*** RECORDS SUPPLIED

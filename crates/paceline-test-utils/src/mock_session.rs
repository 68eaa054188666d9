// SPDX-FileCopyrightText: 2026 Paceline Contributors
// SPDX-License-Identifier: MIT OR Apache-2.0

//! Mock session driver for deterministic testing.
//!
//! `MockSessionFactory` opens a fresh [`MockSession`] per call and, unless
//! disabled, immediately reports the session ready. Every primitive the
//! engine calls on a session is captured as a [`DriverCall`] in call order.

use std::collections::{HashMap, HashSet};
use std::sync::atomic::{AtomicBool, AtomicUsize, Ordering};
use std::sync::{Arc, Mutex, MutexGuard, PoisonError};

use async_trait::async_trait;
use tokio::sync::mpsc;
use tokio::time::Instant;

use paceline_core::{
    AccountId, ChatSession, DriverEvent, MediaPayload, PacelineError, ProxyDescriptor,
    SessionFactory,
};

fn guard<T>(mutex: &Mutex<T>) -> MutexGuard<'_, T> {
    mutex.lock().unwrap_or_else(PoisonError::into_inner)
}

/// One recorded call on a [`MockSession`].
#[derive(Debug, Clone, PartialEq, Eq)]
pub enum DriverCall {
    SendText { to: String, text: String },
    SendMedia { to: String, mime_type: String },
    MarkSeen { chat_id: String },
    MarkPlayed { chat_id: String, message_id: String },
    Typing { chat_id: String, on: bool },
    Recording { chat_id: String, on: bool },
    Pause,
    Resume,
    Close,
}

/// A mock chat session capturing calls for assertion in tests.
pub struct MockSession {
    account: AccountId,
    calls: Mutex<Vec<(Instant, DriverCall)>>,
    events: Option<mpsc::Sender<DriverEvent>>,
    fail_sends: AtomicBool,
    pauses: AtomicUsize,
    resumes: AtomicUsize,
}

impl MockSession {
    /// A session with no event channel.
    pub fn new(account: AccountId) -> Self {
        Self {
            account,
            calls: Mutex::new(Vec::new()),
            events: None,
            fail_sends: AtomicBool::new(false),
            pauses: AtomicUsize::new(0),
            resumes: AtomicUsize::new(0),
        }
    }

    fn with_events(account: AccountId, events: mpsc::Sender<DriverEvent>) -> Self {
        Self {
            events: Some(events),
            ..Self::new(account)
        }
    }

    pub fn account(&self) -> &AccountId {
        &self.account
    }

    /// All calls so far, in order.
    pub fn calls(&self) -> Vec<DriverCall> {
        guard(&self.calls).iter().map(|(_, c)| c.clone()).collect()
    }

    /// All calls with the (tokio) instant they were made.
    pub fn timed_calls(&self) -> Vec<(Instant, DriverCall)> {
        guard(&self.calls).clone()
    }

    /// Texts sent, in order.
    pub fn sent_texts(&self) -> Vec<String> {
        self.calls()
            .into_iter()
            .filter_map(|c| match c {
                DriverCall::SendText { text, .. } => Some(text),
                _ => None,
            })
            .collect()
    }

    /// Makes `send_text` and `send_media` fail until switched off.
    pub fn fail_sends(&self, fail: bool) {
        self.fail_sends.store(fail, Ordering::SeqCst);
    }

    pub fn pause_count(&self) -> usize {
        self.pauses.load(Ordering::SeqCst)
    }

    pub fn resume_count(&self) -> usize {
        self.resumes.load(Ordering::SeqCst)
    }

    /// Pushes a driver event to the engine, as the real driver would.
    pub async fn emit(&self, event: DriverEvent) -> bool {
        match &self.events {
            Some(tx) => tx.send(event).await.is_ok(),
            None => false,
        }
    }

    fn record(&self, call: DriverCall) {
        guard(&self.calls).push((Instant::now(), call));
    }

    fn check_send(&self) -> Result<(), PacelineError> {
        if self.fail_sends.load(Ordering::SeqCst) {
            Err(PacelineError::driver("mock send failure"))
        } else {
            Ok(())
        }
    }
}

#[async_trait]
impl ChatSession for MockSession {
    async fn send_text(&self, to: &str, text: &str) -> Result<(), PacelineError> {
        self.check_send()?;
        self.record(DriverCall::SendText {
            to: to.to_string(),
            text: text.to_string(),
        });
        Ok(())
    }

    async fn send_media(&self, to: &str, media: &MediaPayload) -> Result<(), PacelineError> {
        self.check_send()?;
        self.record(DriverCall::SendMedia {
            to: to.to_string(),
            mime_type: media.mime_type.clone(),
        });
        Ok(())
    }

    async fn mark_seen(&self, chat_id: &str) -> Result<(), PacelineError> {
        self.record(DriverCall::MarkSeen {
            chat_id: chat_id.to_string(),
        });
        Ok(())
    }

    async fn mark_played(&self, chat_id: &str, message_id: &str) -> Result<(), PacelineError> {
        self.record(DriverCall::MarkPlayed {
            chat_id: chat_id.to_string(),
            message_id: message_id.to_string(),
        });
        Ok(())
    }

    async fn set_typing(&self, chat_id: &str, on: bool) -> Result<(), PacelineError> {
        self.record(DriverCall::Typing {
            chat_id: chat_id.to_string(),
            on,
        });
        Ok(())
    }

    async fn set_recording(&self, chat_id: &str, on: bool) -> Result<(), PacelineError> {
        self.record(DriverCall::Recording {
            chat_id: chat_id.to_string(),
            on,
        });
        Ok(())
    }

    async fn pause(&self) -> Result<(), PacelineError> {
        self.pauses.fetch_add(1, Ordering::SeqCst);
        self.record(DriverCall::Pause);
        Ok(())
    }

    async fn resume(&self) -> Result<(), PacelineError> {
        self.resumes.fetch_add(1, Ordering::SeqCst);
        self.record(DriverCall::Resume);
        Ok(())
    }

    async fn close(&self) -> Result<(), PacelineError> {
        self.record(DriverCall::Close);
        Ok(())
    }
}

/// A mock session factory.
///
/// Each opened session reports `Ready` with the identity `<account>@mock`
/// (or one set via [`set_own_id`](Self::set_own_id)) unless auto-ready is off.
pub struct MockSessionFactory {
    auto_ready: bool,
    own_ids: Mutex<HashMap<AccountId, String>>,
    failing: Mutex<HashSet<AccountId>>,
    opens: Mutex<Vec<(AccountId, Option<ProxyDescriptor>)>>,
    sessions: Mutex<HashMap<AccountId, Arc<MockSession>>>,
}

impl MockSessionFactory {
    pub fn new() -> Self {
        Self {
            auto_ready: true,
            own_ids: Mutex::new(HashMap::new()),
            failing: Mutex::new(HashSet::new()),
            opens: Mutex::new(Vec::new()),
            sessions: Mutex::new(HashMap::new()),
        }
    }

    /// A factory whose sessions stay `initializing` until the test emits events.
    pub fn manual() -> Self {
        Self {
            auto_ready: false,
            ..Self::new()
        }
    }

    pub fn set_own_id(&self, account: &AccountId, own_id: &str) {
        guard(&self.own_ids).insert(account.clone(), own_id.to_string());
    }

    /// Makes `open` fail for `account` until switched off.
    pub fn fail_open(&self, account: &AccountId, fail: bool) {
        let mut failing = guard(&self.failing);
        if fail {
            failing.insert(account.clone());
        } else {
            failing.remove(account);
        }
    }

    pub fn open_count(&self, account: &AccountId) -> usize {
        guard(&self.opens)
            .iter()
            .filter(|(id, _)| id == account)
            .count()
    }

    /// Proxies passed to `open`, in order.
    pub fn opens(&self) -> Vec<(AccountId, Option<ProxyDescriptor>)> {
        guard(&self.opens).clone()
    }

    /// The most recently opened session for `account`.
    pub fn session(&self, account: &AccountId) -> Option<Arc<MockSession>> {
        guard(&self.sessions).get(account).cloned()
    }
}

impl Default for MockSessionFactory {
    fn default() -> Self {
        Self::new()
    }
}

#[async_trait]
impl SessionFactory for MockSessionFactory {
    async fn open(
        &self,
        account: &AccountId,
        proxy: Option<&ProxyDescriptor>,
        events: mpsc::Sender<DriverEvent>,
    ) -> Result<Arc<dyn ChatSession>, PacelineError> {
        guard(&self.opens).push((account.clone(), proxy.cloned()));
        if guard(&self.failing).contains(account) {
            return Err(PacelineError::driver(format!("mock open failure for {account}")));
        }

        if self.auto_ready {
            let own_id = guard(&self.own_ids)
                .get(account)
                .cloned()
                .unwrap_or_else(|| format!("{account}@mock"));
            events
                .send(DriverEvent::Ready {
                    own_id: Some(own_id),
                })
                .await
                .map_err(|_| PacelineError::driver("event receiver dropped"))?;
        }

        let session = Arc::new(MockSession::with_events(account.clone(), events));
        guard(&self.sessions).insert(account.clone(), Arc::clone(&session));
        Ok(session)
    }
}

******

PROBLEM DESCRIPTION | Copy, from the material above, each line in which the string "ChatSession" occurs.

RESULT BELOW |
    AccountId, ChatSession, DriverEvent, MediaPayload, PacelineError, ProxyDescriptor,
impl ChatSession for MockSession {
    ) -> Result<Arc<dyn ChatSession>, PacelineError> {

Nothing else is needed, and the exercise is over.